## Task prompt
Repeat exactly the lines from the first line of the records through the line containing "use std::collections::HashMap;", and nothing more.

## Data to examine
//! Workbook file management and the credentials table
//!
//! The workbook is a JSON file mapping table names to rows. All writes use
//! atomic temp-file + rename to prevent corruption on crash. A tokio Mutex
//! serializes concurrent mutation from overlapping triggers (two scheduled
//! posts refreshing tokens near-simultaneously share the same lock).
//!
//! The workbook file is the single source of truth for credential data; the
//! poster reads rows at posting time and writes refreshed tokens back here.

use std::collections::HashMap;
use std::path::{Path, PathBuf};

use serde::{Deserialize, Serialize};
use tokio::sync::Mutex;
use tracing::{debug, info};

use crate::content::HeaderMode;
use crate::error::{Error, Result};

/// One authorized user's row in the credentials table.
#[derive(Debug, Clone, PartialEq, Eq, Serialize, Deserialize)]
pub struct Credential {
    pub user_id: String,
    pub user_name: String,
    pub access_token: String,
    pub refresh_token: String,
}

/// On-disk workbook shape.
///
/// `credentials` is optional: a workbook where no user has authorized yet has
/// no credentials table at all, and reads against it fail with
/// `StoreUnavailable` (distinct from an existing-but-empty table).
#[derive(Debug, Default, Serialize, Deserialize)]
pub(crate) struct WorkbookData {
    #[serde(default, skip_serializing_if = "Option::is_none")]
    pub(crate) credentials: Option<Vec<Credential>>,
    #[serde(default)]
    pub(crate) channels: HashMap<String, Vec<String>>,
}

/// Thread-safe workbook file manager.
#[derive(Debug)]
pub struct Workbook {
    path: PathBuf,
    header_mode: HeaderMode,
    pub(crate) state: Mutex<WorkbookData>,
}

impl Workbook {
    /// Load the workbook from the given file path.
    ///
    /// If the file doesn't exist, creates it with no credentials table and no
    /// channels (cold start). `header_mode` is the configured content header
    /// policy applied by `list_content`.
    pub async fn load(path: PathBuf, header_mode: HeaderMode) -> Result<Self> {
        let state = if path.exists() {
            let contents = tokio::fs::read_to_string(&path)
                .await
                .map_err(|e| Error::Io(format!("reading workbook file: {e}")))?;
            let data: WorkbookData = serde_json::from_str(&contents)
                .map_err(|e| Error::Parse(format!("parsing workbook file: {e}")))?;
            info!(
                path = %path.display(),
                users = data.credentials.as_ref().map_or(0, |c| c.len()),
                channels = data.channels.len(),
                "loaded workbook"
            );
            data
        } else {
            info!(path = %path.display(), "workbook file not found, starting empty");
            let data = WorkbookData::default();
            // Create the empty file so future loads don't need the cold-start path
            write_atomic(&path, &data).await?;
            data
        };

        Ok(Self {
            path,
            header_mode,
            state: Mutex::new(state),
        })
    }

    /// The configured content header policy.
    pub fn header_mode(&self) -> HeaderMode {
        self.header_mode
    }

    /// Get credential rows, optionally filtered to a single user.
    ///
    /// Fails with `StoreUnavailable` if the credentials table is missing.
    /// An existing table with no matching rows returns an empty list.
    pub async fn get_credentials(&self, user_id: Option<&str>) -> Result<Vec<Credential>> {
        let state = self.state.lock().await;
        let rows = state
            .credentials
            .as_ref()
            .ok_or_else(|| Error::StoreUnavailable("credentials table missing".into()))?;

        Ok(match user_id {
            Some(id) => rows.iter().filter(|c| c.user_id == id).cloned().collect(),
            None => rows.clone(),
        })
    }

    /// Update the row matching `credential.user_id`, or append a new one.
    ///
    /// Provisions the credentials table on first use and persists to disk.
    pub async fn upsert_credentials(&self, credential: Credential) -> Result<()> {
        let mut state = self.state.lock().await;
        let rows = state.credentials.get_or_insert_with(Vec::new);

        match rows.iter_mut().find(|c| c.user_id == credential.user_id) {
            Some(existing) => {
                debug!(user_id = %credential.user_id, "updated credential row");
                *existing = credential;
            }
            None => {
                debug!(user_id = %credential.user_id, "appended credential row");
                rows.push(credential);
            }
        }

        write_atomic(&self.path, &state).await
    }

    /// Update the token columns of an existing user's row after a refresh.
    ///
    /// Returns whether a row was updated; a missing row is not an error (the
    /// caller decides whether that matters). Identity columns are untouched.
    pub async fn update_tokens(
        &self,
        user_id: &str,
        access_token: String,
        refresh_token: String,
    ) -> Result<bool> {
        let mut state = self.state.lock().await;
        let rows = state
            .credentials
            .as_mut()
            .ok_or_else(|| Error::StoreUnavailable("credentials table missing".into()))?;

        match rows.iter_mut().find(|c| c.user_id == user_id) {
            Some(row) => {
                row.access_token = access_token;
                row.refresh_token = refresh_token;
                debug!(user_id, "updated token columns");
                write_atomic(&self.path, &state).await?;
                Ok(true)
            }
            None => Ok(false),
        }
    }

    /// Remove a user's row (administrative operation).
    ///
    /// Returns whether a row was removed. Fails with `StoreUnavailable` if
    /// the credentials table is missing.
    pub async fn delete_credentials(&self, user_id: &str) -> Result<bool> {
        let mut state = self.state.lock().await;
        let rows = state
            .credentials
            .as_mut()
            .ok_or_else(|| Error::StoreUnavailable("credentials table missing".into()))?;

        let before = rows.len();
        rows.retain(|c| c.user_id != user_id);
        let removed = rows.len() < before;

        if removed {
            debug!(user_id, "removed credential row");
            write_atomic(&self.path, &state).await?;
        }
        Ok(removed)
    }

    /// Persist the current in-memory state to disk.
    pub(crate) async fn save_locked(&self, state: &WorkbookData) -> Result<()> {
        write_atomic(&self.path, state).await
    }
}

/// Write the workbook to a file atomically.
///
/// Writes to a temporary file in the same directory, then renames it over
/// the target. This prevents corruption if the process crashes mid-write.
/// Sets file permissions to 0600 (owner read/write only) since the file
/// contains OAuth tokens.
async fn write_atomic(path: &Path, data: &WorkbookData) -> Result<()> {
    let json = serde_json::to_string_pretty(data)
        .map_err(|e| Error::Parse(format!("serializing workbook: {e}")))?;

    let dir = path
        .parent()
        .ok_or_else(|| Error::Io("workbook path has no parent directory".into()))?;

    let tmp_path = dir.join(format!(".workbook.tmp.{}", std::process::id()));

    tokio::fs::write(&tmp_path, json.as_bytes())
        .await
        .map_err(|e| Error::Io(format!("writing temp workbook file: {e}")))?;

    // Set 0600 permissions (unix only)
    #[cfg(unix)]
    {
        use std::os::unix::fs::PermissionsExt;
        let perms = std::fs::Permissions::from_mode(0o600);
        tokio::fs::set_permissions(&tmp_path, perms)
            .await
            .map_err(|e| Error::Io(format!("setting workbook file permissions: {e}")))?;
    }

    tokio::fs::rename(&tmp_path, path)
        .await
        .map_err(|e| Error::Io(format!("renaming temp workbook file: {e}")))?;

    debug!(path = %path.display(), "persisted workbook");
    Ok(())
}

## Response below
//! Workbook file management and the credentials table
//!
//! The workbook is a JSON file mapping table names to rows. All writes use
//! atomic temp-file + rename to prevent corruption on crash. A tokio Mutex
//! serializes concurrent mutation from overlapping triggers (two scheduled
//! posts refreshing tokens near-simultaneously share the same lock).
//!
//! The workbook file is the single source of truth for credential data; the
//! poster reads rows at posting time and writes refreshed tokens back here.

use std::collections::HashMap;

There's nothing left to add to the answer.